“Do you know, Martin, you sometimes frighten me. I am frightened now, when I think of you and of what you have been. You must be very, very good to me. Remember, after all, that I am only a child. I never loved before.”
“Nor I. We are both children together. And we are fortunate above most, for we have found our first love in each other.”
“But that is impossible!” she cried, withdrawing herself from his arms with a swift, passionate movement. “Impossible for you. You have been a sailor, and sailors, I have heard, are—are—”
Her voice faltered and died away.
“Are addicted to having a wife in every port?” he suggested. “Is that what you mean?”
“Yes,” she answered in a low voice.
“But that is not love.” He spoke authoritatively. “I have been in many ports, but I never knew a passing touch of love until I saw you that first night. Do you know, when I said good night and went away, I was almost arrested.”
“Arrested?”
“Yes. The policeman thought I was drunk; and I was, too—with love for you.”
“But you said we were children, and I said it was impossible, for you, and we have strayed away from the point.”
“I said that I never loved anybody but you,” he replied. “You are my first, my very first.”
“And yet you have been a sailor,” she objected.
“But that doesn’t prevent me from loving you the first.”
“And there have been women—other women—oh!”
And to Martin Eden’s supreme surprise, she burst into a storm of tears that took more kisses than one and many caresses to drive away. And all the while there was running through his head Kipling’s line: “
“Besides, I am older than you,” she remarked suddenly, opening her eyes and looking up at him, “three years older.”
“Hush, you are only a child, and I am forty years older than you, in experience,” was his answer.
In truth, they were children together, so far as love was concerned, and they were as naive and immature in the expression of their love as a pair of children, and this despite the fact that she was crammed with a university education and that his head was full of scientific philosophy and the hard facts of life.

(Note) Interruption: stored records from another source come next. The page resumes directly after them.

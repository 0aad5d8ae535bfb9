//! Neon-Pfad: ein Linienzug mit Leucht-Stil.

use serde::{Deserialize, Serialize};

use super::geometry;

/// Ein einzelner Neon-Linienzug mit flacher Ankerliste und Stilwerten.
#[derive(Debug, Clone, PartialEq, Serialize, Deserialize)]
#[serde(rename_all = "camelCase")]
pub struct NeonPath {
    /// Eindeutige Pfad-ID (vom Dokument vergeben)
    pub id: u64,
    /// Anker als flache Liste `[x0, y0, x1, y1, …]`
    pub points: Vec<f32>,
    /// Röhrenfarbe (RGB, als `#RRGGBB` serialisiert)
    #[serde(with = "hex_color")]
    pub color: [u8; 3],
    /// Kern-Strichbreite in Pixeln
    pub width: f32,
    /// Glow-Stärke (0–50)
    pub glow: f32,
    /// Eckenradius für den geraden Renderer (0–100, bei Smooth ignoriert)
    pub corner_radius: f32,
    /// Catmull-Rom-Glättung aktiv
    pub is_smooth: bool,
    /// Spannung der Glättung (0–1)
    pub smooth_tension: f32,
    /// Geschlossener Pfad (Rechteck/Kreis-Werkzeuge)
    #[serde(skip_serializing_if = "Option::is_none")]
    pub is_closed: Option<bool>,
}

impl NeonPath {
    /// Anzahl vollständiger Anker.
    pub fn anchor_count(&self) -> usize {
        self.points.len() / 2
    }

    /// Erster Anker als `(x, y)`, falls vorhanden.
    pub fn first_anchor(&self) -> Option<glam::Vec2> {
        if self.points.len() >= 2 {
            Some(glam::Vec2::new(self.points[0], self.points[1]))
        } else {
            None
        }
    }

    /// Letzter Anker als `(x, y)`, falls vorhanden.
    pub fn last_anchor(&self) -> Option<glam::Vec2> {
        let n = self.points.len();
        if n >= 2 {
            Some(glam::Vec2::new(self.points[n - 2], self.points[n - 1]))
        } else {
            None
        }
    }

    /// Gibt `true` zurück, wenn der Pfad geschlossen gerendert wird.
    pub fn closed(&self) -> bool {
        self.is_closed.unwrap_or(false)
    }

    /// Kehrt die Ankerreihenfolge um (für Join-Operationen).
    pub fn reversed_points(&self) -> Vec<f32> {
        let mut out = Vec::with_capacity(self.points.len());
        let mut i = self.points.len();
        while i >= 2 {
            out.push(self.points[i - 2]);
            out.push(self.points[i - 1]);
            i -= 2;
        }
        out
    }

    /// Verschiebt alle Anker um ein Delta.
    pub fn translate(&mut self, delta: glam::Vec2) {
        for (i, v) in self.points.iter_mut().enumerate() {
            *v += if i % 2 == 0 { delta.x } else { delta.y };
        }
    }

    /// Baut den Path-Command-String für diesen Pfad aus beliebigen Ankern
    /// (Live-Punkte oder Dokument-Punkte).
    pub fn path_data_for(&self, points: &[f32]) -> String {
        if self.is_smooth {
            geometry::catmull_rom_path(points, self.smooth_tension, self.closed())
        } else {
            geometry::straight_or_rounded_path(points, self.corner_radius)
        }
    }

    /// Path-Command-String aus den Dokument-Ankern.
    pub fn path_data(&self) -> String {
        self.path_data_for(&self.points)
    }
}

/// Serde-Codec für `#RRGGBB`-Farbstrings.
pub mod hex_color {
    use serde::{Deserialize, Deserializer, Serializer};

    pub fn serialize<S: Serializer>(color: &[u8; 3], ser: S) -> Result<S::Ok, S::Error> {
        ser.serialize_str(&format!("#{:02X}{:02X}{:02X}", color[0], color[1], color[2]))
    }

    pub fn deserialize<'de, D: Deserializer<'de>>(de: D) -> Result<[u8; 3], D::Error> {
        let s = String::deserialize(de)?;
        parse(&s).ok_or_else(|| serde::de::Error::custom(format!("ungültige Farbe: {s}")))
    }

    /// Parst `#RRGGBB` oder `#RGB` (Kurzform wird verdoppelt).
    pub fn parse(s: &str) -> Option<[u8; 3]> {
        let hex = s.strip_prefix('#')?;
        match hex.len() {
            6 => {
                let v = u32::from_str_radix(hex, 16).ok()?;
                Some([(v >> 16) as u8, (v >> 8) as u8, v as u8])
            }
            3 => {
                let v = u32::from_str_radix(hex, 16).ok()?;
                let (r, g, b) = ((v >> 8) & 0xF, (v >> 4) & 0xF, v & 0xF);
                Some([(r * 17) as u8, (g * 17) as u8, (b * 17) as u8])
            }
            _ => None,
        }
    }

    /// Formatiert als `#RRGGBB`.
    pub fn format(color: [u8; 3]) -> String {
        format!("#{:02X}{:02X}{:02X}", color[0], color[1], color[2])
    }
}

They sat on through the passing glory of the day, talking as lovers are prone to talk, marvelling at the wonder of love and at destiny that had flung them so strangely together, and dogmatically believing that they loved to a degree never attained by lovers before. And they returned insistently, again and again, to a rehearsal of their first impressions of each other and to hopeless attempts to analyze just precisely what they felt for each other and how much there was of it.
The cloud-masses on the western horizon received the descending sun, and the circle of the sky turned to rose, while the zenith glowed with the same warm color. The rosy light was all about them, flooding over them, as she sang, “Good-by, Sweet Day.” She sang softly, leaning in the cradle of his arm, her hands in his, their hearts in each other’s hands.
Mrs. Morse did not require a mother’s intuition to read the advertisement in Ruth’s face when she returned home. The flush that would not leave the cheeks told the simple story, and more eloquently did the eyes, large and bright, reflecting an unmistakable inward glory.